Sterling has risen a quarter of a cent or so, currently trading just above 1.32 after better data.  Industrial production rose 0.2% in line with expectations but upward revisions saw annual growth at 1.6%, 0.7% above expectations.  Manufacturing was stronger too, as was Construction output, that report also helped by revisions.  It was revision city at the ONS, the August trade deficit much wider than expected, as much from revisions.  Sterling OIS pushed a little higher the priced-in probability of the BoE hiking at the Nov 2 meeting to 79% from 78% and by the Dec 14 meeting from 92% to 97%.

The 2017 IMF released upgraded global growth forecasts overnight, increasing growth this year and next by 0.1% to 3.6% and 3.7% on the back of upgrades to the US, China and Europe.  Australia’s growth forecast for this year was set at 2.2%, a forecast that looks a little low to us (NAB 2.5%) the IMF though seeing growth picking up to 2.9% for 2018 as Cyclone Debbie average year growth effects dissipate.  No market impact.

Finally, the politics of the Trump tax plan continues to get murkier, this time the President and senior GoP Senator Corker having swapped barbs over recent days.  The NFIB Small Business Optimism Survey for September was weaker than expected at 103, down from 105.2, six of the nine survey districts (beyond hurricane areas) reporting weaker job creation.  This survey might have missed or only caught the tail at most of the Trump tax plan released 27 September.  We’ll be watching next month’s to see if there’s any kick to confidence or investment plans.

Coming up

There are two events in our time zone today that bear some watching.  First is the monthly reading on consumer sentiment from the Westpac-Melbourne Institute survey.  It was 97.9 in August, a level to be frank that’s not too far (-3.4%) from its long term average of 101.4.  The corresponding weekly ANZ-Roy Morgan Consumer Confidence Survey is 1.0% below its average back to the survey’s start in July 2010, the WMI survey lower by a modest 1.8% on the same time scale basis.

Consumer confidence is a little on the “unders” side relative to an more upbeat NAB Business Survey though to describe consumers as anxious or super-cautious would be a stretch. It’s more the lack of income growth. Let’s see if another month of a steady RBA, a flat-to-lower $A and better labour market headlines have had any material spill-over into consumer spirits.

The other event worth watching by simple virtue of the speaker’s vote on the FOMC is Robert Kaplan’s speech at the Stanford Institute, speaking at 11.00 AEDT.  Japan has Core machine and Machine tool orders data reports today too.

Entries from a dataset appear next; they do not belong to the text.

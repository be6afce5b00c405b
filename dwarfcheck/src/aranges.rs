//! Loader for `.debug_aranges`.
//!
//! Each table names a CU and lists `(address, length)` tuples. Tuples are
//! cross-checked against the address space the CUs claimed via
//! `low_pc`/`high_pc` or ranges: anything covered by CUs but absent from
//! aranges is reported, unless the gap is just section alignment padding.

use crate::coverage::{necessary_alignment, Coverage};
use crate::elf::{ElfFile, ElfSection};
use crate::info::{check_zero_padding, find_cu, read_size_extra, supported_version, Cu};
use crate::messages::{range_fmt, Category, Diagnostics, SectionId, Where, WhereFormat};
use crate::readctx::ReadCtx;
use crate::reloc::{next_and_apply, RelocTarget};
use crate::CheckConfig;

/// Reports spans covered by CUs but missing from `other`, tolerating holes
/// that sit entirely inside a section's natural alignment padding.
fn compare_coverage(
    file: &ElfFile<'_>,
    coverage: &Coverage,
    other: &Coverage,
    id: SectionId,
    what: &str,
    diag: &Diagnostics,
) {
    let mut cov = coverage.clone();
    cov.remove_all(other);

    for (start, end) in cov.iter() {
        let length = end - start;

        // Check alignment against the section the hole lies in; simply
        // assume the first section it intersects.
        let sec = file.sections.iter().skip(1).find(|sec| {
            let s_end = sec.sh_addr + sec.sh_size;
            start >= sec.sh_addr && start + length < s_end
        });

        match sec {
            Some(sec) if necessary_alignment(start, length, sec.sh_addralign) => {}
            Some(_) => {
                diag.message(
                    Category::ARANGES | Category::IMPACT_3,
                    &Where::new(id),
                    format_args!(
                        "addresses {} are covered with CUs, but not with {what}.",
                        range_fmt(start, end)
                    ),
                );
            }
            None => {
                diag.message(
                    Category::ARANGES | Category::IMPACT_3,
                    &Where::new(id),
                    format_args!(
                        "addresses {} are covered with CUs, but not with {what}.",
                        range_fmt(start, end)
                    ),
                );
                diag.error_plain(format_args!(
                    "Couldn't find the section containing the above hole."
                ));
            }
        }
    }
}

/// Checks the structure of `.debug_aranges`. `coverage`, when supplied, is
/// the address space covered by CUs; the aranges are compared against it
/// at the end.
pub fn check_aranges(
    file: &ElfFile<'_>,
    sec: &ElfSection<'_>,
    cus: &[Cu],
    coverage: Option<&Coverage>,
    cfg: &CheckConfig,
    diag: &Diagnostics,
) -> bool {
    let data = match sec.data {
        Some(data) => data,
        None => return false,
    };
    let mut ctx = ReadCtx::new(data, file.little_endian);
    let reloc = sec.rel.as_ref();

    let mut retval = true;
    let mut aranges_coverage = coverage.map(|_| Coverage::new());

    while !ctx.eof() {
        let atab_begin = ctx.offset();
        let mut wh = Where::new(SectionId::Aranges);
        wh.reset_1(atab_begin);

        // Size.
        let size32 = match ctx.read_u32() {
            Some(size) => size,
            None => {
                diag.error(&wh, format_args!("can't read table length."));
                return false;
            }
        };
        let (size, dwarf_64) = match read_size_extra(&mut ctx, size32, &wh, diag) {
            Some(res) => res,
            None => return false,
        };

        let atab_end = ctx.offset() + size;
        let mut sub_ctx = match ctx.sub(atab_begin, atab_end) {
            Some(sub) => sub,
            None => {
                diag.error(&wh, format_args!("not enough data for next table."));
                return false;
            }
        };
        sub_ctx.seek(ctx.offset() - atab_begin).unwrap_or_default();

        'table: loop {
            // Version.
            let version = match sub_ctx.read_u16() {
                Some(version) => version,
                None => {
                    diag.error(&wh, format_args!("can't read version."));
                    retval = false;
                    break;
                }
            };
            if !supported_version(version, &[2], &wh, diag) {
                retval = false;
                break;
            }

            // CU offset.
            let ctx_offset = atab_begin + sub_ctx.offset();
            let mut cu_offset = match sub_ctx.read_offset(dwarf_64) {
                Some(offset) => offset,
                None => {
                    diag.error(&wh, format_args!("can't read debug info offset."));
                    retval = false;
                    break;
                }
            };

            let applied = next_and_apply(
                reloc,
                file,
                ctx_offset,
                if dwarf_64 { 8 } else { 4 },
                &mut cu_offset,
                &wh,
                RelocTarget::Section(SectionId::Info),
                diag,
            );
            if applied.is_none() && file.is_rel() {
                diag.message(
                    Category::IMPACT_2 | Category::ARANGES | Category::RELOC | Category::HEADER,
                    &wh,
                    format_args!("debug info offset seems to lack a relocation."),
                );
            }

            let cu = if cus.is_empty() {
                None
            } else {
                let cu = find_cu(cus, cu_offset);
                if cu.is_none() {
                    diag.error(
                        &wh,
                        format_args!("unresolved reference to CU {cu_offset:#x}."),
                    );
                }
                cu
            };

            if let Some(cu) = cu {
                let mut where_cudie = Where::new(SectionId::Info);
                where_cudie.reset_1(cu.cudie_offset);
                where_cudie.set_format(WhereFormat::CuDie);
                wh.set_context(Some(&where_cudie));
                if cu.has_arange.get() {
                    diag.message(
                        Category::IMPACT_2 | Category::ARANGES | Category::HEADER,
                        &wh,
                        format_args!("there has already been arange section for this CU."),
                    );
                } else {
                    cu.has_arange.set(true);
                }
            }

            // Address size.
            let address_size = match sub_ctx.read_u8() {
                Some(size) => size,
                None => {
                    diag.error(&wh, format_args!("can't read address size."));
                    retval = false;
                    break;
                }
            };
            match cu {
                Some(cu) => {
                    if address_size != cu.address_size {
                        diag.error(
                            &wh,
                            format_args!(
                                "address size {address_size} doesn't match referred CU."
                            ),
                        );
                        retval = false;
                    }
                }
                // Try to parse anyway, unless the address size is wacky.
                None if address_size != 4 && address_size != 8 => {
                    diag.error(
                        &wh,
                        format_args!("invalid address size: {address_size}."),
                    );
                    retval = false;
                    break;
                }
                None => {}
            }

            // Segment size.
            let segment_size = match sub_ctx.read_u8() {
                Some(size) => size,
                None => {
                    diag.error(&wh, format_args!("can't read unit segment size."));
                    retval = false;
                    break;
                }
            };
            if segment_size != 0 {
                diag.warning(&wh, format_args!("can't handle segment_size != 0."));
                retval = false;
                break;
            }

            // 7.20: The first tuple following the header begins at an
            // offset that is a multiple of twice the address size; the
            // header is padded to that boundary.
            let tuple_size = 2 * u64::from(address_size);
            let off = sub_ctx.offset();
            if off % tuple_size != 0 {
                let noff = (off / tuple_size + 1) * tuple_size;
                for _ in off..noff {
                    let byte = match sub_ctx.read_u8() {
                        Some(byte) => byte,
                        None => {
                            diag.error(
                                &wh,
                                format_args!(
                                    "section ends after the header, \
                                     but before the first entry."
                                ),
                            );
                            retval = false;
                            break 'table;
                        }
                    };
                    if byte != 0 {
                        diag.message(
                            Category::IMPACT_2 | Category::ARANGES | Category::HEADER,
                            &wh,
                            format_args!(
                                "non-zero byte at {:#x} in padding before the first entry.",
                                sub_ctx.offset()
                            ),
                        );
                    }
                }
            }

            // Tuples. Aranges are reported by their offset rather than by
            // the sorted index readelf would print, the better to pin
            // structural errors to bytes.
            while !sub_ctx.eof() {
                wh.reset_2(sub_ctx.offset());

                // Address.
                let ctx_offset = atab_begin + sub_ctx.offset();
                let mut address = match sub_ctx.read_var(address_size) {
                    Some(address) => address,
                    None => {
                        diag.error(&wh, format_args!("can't read address field."));
                        retval = false;
                        break;
                    }
                };
                let address_relocated = next_and_apply(
                    reloc,
                    file,
                    ctx_offset,
                    address_size,
                    &mut address,
                    &wh,
                    RelocTarget::Address,
                    diag,
                )
                .is_some();
                if !address_relocated && file.is_rel() && address != 0 {
                    diag.message(
                        Category::IMPACT_2 | Category::ARANGES | Category::RELOC,
                        &wh,
                        format_args!("address field seems to lack a relocation."),
                    );
                }

                // Length.
                let length = match sub_ctx.read_var(address_size) {
                    Some(length) => length,
                    None => {
                        diag.error(&wh, format_args!("can't read length field."));
                        retval = false;
                        break;
                    }
                };

                // A relocated address can look like the terminator and
                // still be live.
                if address == 0 && length == 0 && !address_relocated {
                    break;
                }

                if length == 0 {
                    // DWARF 3 6.1.2: each descriptor is a beginning address
                    // followed by the non-zero length of that range.
                    diag.error(&wh, format_args!("zero-length address range."));
                } else if retval {
                    // Skip coverage analysis if we have errors.
                    if let Some(aranges_cov) = &mut aranges_coverage {
                        if aranges_cov.is_overlap(address, length)
                            && !cfg.gnu
                            && !cfg.tolerant
                        {
                            // Not a show stopper.
                            diag.message(
                                Category::ARANGES | Category::IMPACT_2 | Category::ERROR,
                                &wh,
                                format_args!(
                                    "the range {} overlaps with another one.",
                                    range_fmt(address, address + length)
                                ),
                            );
                        }
                        aranges_cov.add(address, length);
                    }
                }
            }

            if !sub_ctx.eof()
                && !check_zero_padding(
                    &mut sub_ctx,
                    Category::ARANGES,
                    &Where::new(SectionId::Aranges),
                    diag,
                )
            {
                diag.padding_nonzero(
                    Category::ARANGES | Category::ERROR,
                    &Where::new(SectionId::Aranges),
                    sub_ctx.offset(),
                    sub_ctx.offset() + size,
                );
                retval = false;
            }

            break;
        }

        if ctx.skip(size).is_none() {
            // A "can't happen" error.
            diag.error(&wh, format_args!("not enough data for next table."));
            return false;
        }
    }

    if let (Some(aranges_cov), Some(coverage)) = (&aranges_coverage, coverage) {
        compare_coverage(file, coverage, aranges_cov, SectionId::Aranges, "aranges", diag);
    }

    retval
}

There’s more Fed interest tonight with the Fed’s Evans and Williams both speaking as well as the FOMC Minutes, as well as the US JOLTs Job Openings report, this one for August.  But to be frank, the market is really waiting on Friday’s CPI as the next key watch point (along with retail sales), including whether they were at affected by the hurricanes.

Overnight

On global stock markets, the S&P 500 was +0.23%. Bond markets saw US 10-years -0.72bp to 2.35%. In commodities, Brent crude oil +1.33% to $56.53, gold+0.7% to $1,291, iron ore -2.6% to $61.01, steam coal -1.3% to $95.35, met. coal +0.3% to $179.50. AUD is at 0.7781 and the range since yesterday 5pm Sydney time is 0.7774 to 0.7795.

Good luck.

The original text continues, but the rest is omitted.